Work instruction: Write out each line from the data below that includes the word "ExampleOutcome".

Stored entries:
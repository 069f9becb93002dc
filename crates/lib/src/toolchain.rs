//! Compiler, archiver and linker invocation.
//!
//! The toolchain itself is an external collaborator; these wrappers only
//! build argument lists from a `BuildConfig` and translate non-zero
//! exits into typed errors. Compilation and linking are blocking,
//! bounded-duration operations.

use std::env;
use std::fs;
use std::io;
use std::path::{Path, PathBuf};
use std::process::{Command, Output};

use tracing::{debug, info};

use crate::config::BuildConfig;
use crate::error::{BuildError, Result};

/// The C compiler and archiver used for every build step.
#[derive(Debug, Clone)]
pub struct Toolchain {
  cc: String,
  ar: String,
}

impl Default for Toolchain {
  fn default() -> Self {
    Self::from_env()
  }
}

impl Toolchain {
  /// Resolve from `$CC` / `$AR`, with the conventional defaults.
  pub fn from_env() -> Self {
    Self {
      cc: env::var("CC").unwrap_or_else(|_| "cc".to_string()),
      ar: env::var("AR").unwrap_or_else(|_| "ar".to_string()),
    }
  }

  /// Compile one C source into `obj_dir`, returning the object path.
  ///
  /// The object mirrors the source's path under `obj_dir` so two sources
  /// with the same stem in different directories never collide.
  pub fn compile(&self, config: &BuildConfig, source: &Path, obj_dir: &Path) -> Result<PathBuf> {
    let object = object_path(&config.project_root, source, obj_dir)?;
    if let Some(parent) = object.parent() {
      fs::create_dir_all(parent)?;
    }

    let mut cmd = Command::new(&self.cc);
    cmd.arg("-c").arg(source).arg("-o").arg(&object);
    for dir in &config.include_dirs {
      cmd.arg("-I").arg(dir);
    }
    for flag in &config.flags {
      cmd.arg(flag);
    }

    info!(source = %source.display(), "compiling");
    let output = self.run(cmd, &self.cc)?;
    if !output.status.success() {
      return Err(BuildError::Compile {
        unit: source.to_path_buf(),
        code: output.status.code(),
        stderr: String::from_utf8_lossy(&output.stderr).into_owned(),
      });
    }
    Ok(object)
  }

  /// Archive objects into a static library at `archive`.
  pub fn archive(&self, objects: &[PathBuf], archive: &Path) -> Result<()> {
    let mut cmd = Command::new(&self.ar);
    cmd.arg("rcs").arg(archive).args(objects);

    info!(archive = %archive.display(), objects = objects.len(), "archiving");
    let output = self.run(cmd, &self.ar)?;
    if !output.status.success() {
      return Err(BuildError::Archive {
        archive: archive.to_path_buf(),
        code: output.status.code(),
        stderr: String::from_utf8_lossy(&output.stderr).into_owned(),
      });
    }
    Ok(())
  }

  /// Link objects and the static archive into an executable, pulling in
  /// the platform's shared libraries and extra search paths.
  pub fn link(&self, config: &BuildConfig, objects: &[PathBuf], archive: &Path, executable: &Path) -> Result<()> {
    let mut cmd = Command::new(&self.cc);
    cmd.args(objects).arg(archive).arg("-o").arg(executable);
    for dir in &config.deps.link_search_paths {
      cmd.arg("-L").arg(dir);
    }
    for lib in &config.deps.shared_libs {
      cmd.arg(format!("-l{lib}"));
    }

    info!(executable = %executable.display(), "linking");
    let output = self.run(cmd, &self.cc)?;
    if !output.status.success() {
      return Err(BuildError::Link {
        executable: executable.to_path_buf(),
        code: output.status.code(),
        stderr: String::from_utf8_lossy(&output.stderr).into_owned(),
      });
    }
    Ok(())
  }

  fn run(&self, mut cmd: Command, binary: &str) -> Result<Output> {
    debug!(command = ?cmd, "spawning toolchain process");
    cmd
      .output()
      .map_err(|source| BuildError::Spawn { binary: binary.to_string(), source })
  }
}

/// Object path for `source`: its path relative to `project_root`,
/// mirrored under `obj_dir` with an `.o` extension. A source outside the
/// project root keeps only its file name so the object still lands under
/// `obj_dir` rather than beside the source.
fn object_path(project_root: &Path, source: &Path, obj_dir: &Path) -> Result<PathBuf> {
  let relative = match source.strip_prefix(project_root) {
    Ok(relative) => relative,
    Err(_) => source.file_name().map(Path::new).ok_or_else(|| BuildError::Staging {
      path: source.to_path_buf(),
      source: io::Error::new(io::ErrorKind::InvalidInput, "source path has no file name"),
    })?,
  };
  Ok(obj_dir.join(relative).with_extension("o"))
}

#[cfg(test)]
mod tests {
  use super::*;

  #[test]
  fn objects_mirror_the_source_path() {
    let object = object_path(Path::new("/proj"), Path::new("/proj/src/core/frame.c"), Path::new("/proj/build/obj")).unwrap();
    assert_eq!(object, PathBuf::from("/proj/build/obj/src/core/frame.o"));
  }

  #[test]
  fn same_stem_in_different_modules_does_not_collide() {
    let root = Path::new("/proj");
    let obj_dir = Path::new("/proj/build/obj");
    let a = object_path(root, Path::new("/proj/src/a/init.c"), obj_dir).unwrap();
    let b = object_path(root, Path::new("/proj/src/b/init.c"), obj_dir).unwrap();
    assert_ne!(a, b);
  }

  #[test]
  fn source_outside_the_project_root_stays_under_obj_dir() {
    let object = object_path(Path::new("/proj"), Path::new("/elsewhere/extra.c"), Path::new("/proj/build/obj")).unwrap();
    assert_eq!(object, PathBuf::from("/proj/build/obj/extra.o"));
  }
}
* * *
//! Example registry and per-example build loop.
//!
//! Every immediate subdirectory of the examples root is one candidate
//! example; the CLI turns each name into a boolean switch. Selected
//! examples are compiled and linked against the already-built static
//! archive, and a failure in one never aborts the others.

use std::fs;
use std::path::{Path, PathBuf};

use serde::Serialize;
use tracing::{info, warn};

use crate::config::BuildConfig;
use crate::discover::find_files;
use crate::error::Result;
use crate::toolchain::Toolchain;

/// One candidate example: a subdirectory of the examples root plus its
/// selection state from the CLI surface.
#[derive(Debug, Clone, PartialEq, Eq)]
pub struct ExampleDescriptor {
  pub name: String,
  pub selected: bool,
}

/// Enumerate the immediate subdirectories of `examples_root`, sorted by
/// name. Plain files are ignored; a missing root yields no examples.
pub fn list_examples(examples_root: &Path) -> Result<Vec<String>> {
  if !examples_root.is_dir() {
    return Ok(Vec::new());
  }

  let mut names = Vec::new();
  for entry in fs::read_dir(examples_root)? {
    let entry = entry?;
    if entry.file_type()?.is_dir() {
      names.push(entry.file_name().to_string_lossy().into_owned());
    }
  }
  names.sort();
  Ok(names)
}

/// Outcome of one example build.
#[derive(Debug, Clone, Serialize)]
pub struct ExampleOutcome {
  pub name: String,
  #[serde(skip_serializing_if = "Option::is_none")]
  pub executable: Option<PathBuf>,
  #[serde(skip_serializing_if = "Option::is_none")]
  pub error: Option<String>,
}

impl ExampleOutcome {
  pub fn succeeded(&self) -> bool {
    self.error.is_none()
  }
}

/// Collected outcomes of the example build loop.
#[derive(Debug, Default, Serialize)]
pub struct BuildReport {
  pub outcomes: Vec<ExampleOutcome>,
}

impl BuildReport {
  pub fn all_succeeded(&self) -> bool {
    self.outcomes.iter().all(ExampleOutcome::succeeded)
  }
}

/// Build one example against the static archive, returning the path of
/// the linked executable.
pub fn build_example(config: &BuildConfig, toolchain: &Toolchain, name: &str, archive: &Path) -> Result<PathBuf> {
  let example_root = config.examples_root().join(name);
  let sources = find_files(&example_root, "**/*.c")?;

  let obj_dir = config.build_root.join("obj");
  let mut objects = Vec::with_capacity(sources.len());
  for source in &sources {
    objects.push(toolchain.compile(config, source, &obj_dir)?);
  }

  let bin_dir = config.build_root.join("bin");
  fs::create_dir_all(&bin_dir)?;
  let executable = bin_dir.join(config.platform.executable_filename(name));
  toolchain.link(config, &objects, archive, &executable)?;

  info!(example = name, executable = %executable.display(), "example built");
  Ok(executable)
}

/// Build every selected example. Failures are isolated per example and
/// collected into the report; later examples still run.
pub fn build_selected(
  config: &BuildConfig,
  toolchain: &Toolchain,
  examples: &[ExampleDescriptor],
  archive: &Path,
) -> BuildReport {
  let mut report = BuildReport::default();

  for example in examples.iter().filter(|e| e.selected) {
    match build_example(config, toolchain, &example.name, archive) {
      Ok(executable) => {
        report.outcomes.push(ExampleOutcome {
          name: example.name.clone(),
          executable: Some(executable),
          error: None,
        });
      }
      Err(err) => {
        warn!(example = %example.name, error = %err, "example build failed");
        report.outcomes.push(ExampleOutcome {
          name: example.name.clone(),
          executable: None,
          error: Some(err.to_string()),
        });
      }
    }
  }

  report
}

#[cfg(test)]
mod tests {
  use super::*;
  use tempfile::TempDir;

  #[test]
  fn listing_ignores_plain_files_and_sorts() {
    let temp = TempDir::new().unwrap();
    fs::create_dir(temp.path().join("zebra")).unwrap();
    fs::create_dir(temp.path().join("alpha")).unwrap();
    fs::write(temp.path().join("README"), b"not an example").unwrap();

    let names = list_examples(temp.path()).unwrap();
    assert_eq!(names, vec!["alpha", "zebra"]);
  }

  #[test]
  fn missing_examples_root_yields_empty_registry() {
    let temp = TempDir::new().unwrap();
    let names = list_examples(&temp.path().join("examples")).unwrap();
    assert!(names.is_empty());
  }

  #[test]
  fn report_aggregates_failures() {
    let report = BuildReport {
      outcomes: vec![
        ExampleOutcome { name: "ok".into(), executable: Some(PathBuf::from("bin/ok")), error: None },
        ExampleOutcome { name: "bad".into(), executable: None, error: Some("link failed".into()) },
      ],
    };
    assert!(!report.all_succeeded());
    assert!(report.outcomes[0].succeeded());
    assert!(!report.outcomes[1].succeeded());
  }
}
==
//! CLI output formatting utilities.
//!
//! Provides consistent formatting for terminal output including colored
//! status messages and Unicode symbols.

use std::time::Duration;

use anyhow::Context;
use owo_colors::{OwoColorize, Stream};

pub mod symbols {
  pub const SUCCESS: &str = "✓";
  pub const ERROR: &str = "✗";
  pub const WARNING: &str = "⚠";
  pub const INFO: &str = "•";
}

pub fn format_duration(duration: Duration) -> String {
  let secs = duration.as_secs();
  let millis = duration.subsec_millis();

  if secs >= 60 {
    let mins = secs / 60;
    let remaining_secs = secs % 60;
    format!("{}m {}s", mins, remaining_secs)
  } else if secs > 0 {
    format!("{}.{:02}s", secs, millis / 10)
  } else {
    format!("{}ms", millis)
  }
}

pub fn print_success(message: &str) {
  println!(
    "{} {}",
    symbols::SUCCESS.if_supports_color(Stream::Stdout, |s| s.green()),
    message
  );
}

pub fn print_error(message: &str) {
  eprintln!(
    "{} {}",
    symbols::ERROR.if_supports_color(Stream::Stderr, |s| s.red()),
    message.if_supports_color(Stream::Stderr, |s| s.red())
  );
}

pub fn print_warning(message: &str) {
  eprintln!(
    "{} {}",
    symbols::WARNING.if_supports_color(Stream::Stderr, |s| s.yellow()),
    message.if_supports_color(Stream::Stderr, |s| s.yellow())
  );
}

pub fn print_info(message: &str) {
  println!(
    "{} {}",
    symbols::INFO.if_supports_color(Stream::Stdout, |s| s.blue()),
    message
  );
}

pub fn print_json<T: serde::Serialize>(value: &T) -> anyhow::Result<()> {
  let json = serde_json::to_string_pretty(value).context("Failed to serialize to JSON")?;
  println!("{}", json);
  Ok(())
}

Problem solution:
pub struct ExampleOutcome {
impl ExampleOutcome {
  pub outcomes: Vec<ExampleOutcome>,
    self.outcomes.iter().all(ExampleOutcome::succeeded)
        report.outcomes.push(ExampleOutcome {
        report.outcomes.push(ExampleOutcome {
        ExampleOutcome { name: "ok".into(), executable: Some(PathBuf::from("bin/ok")), error: None },
        ExampleOutcome { name: "bad".into(), executable: None, error: Some("link failed".into()) },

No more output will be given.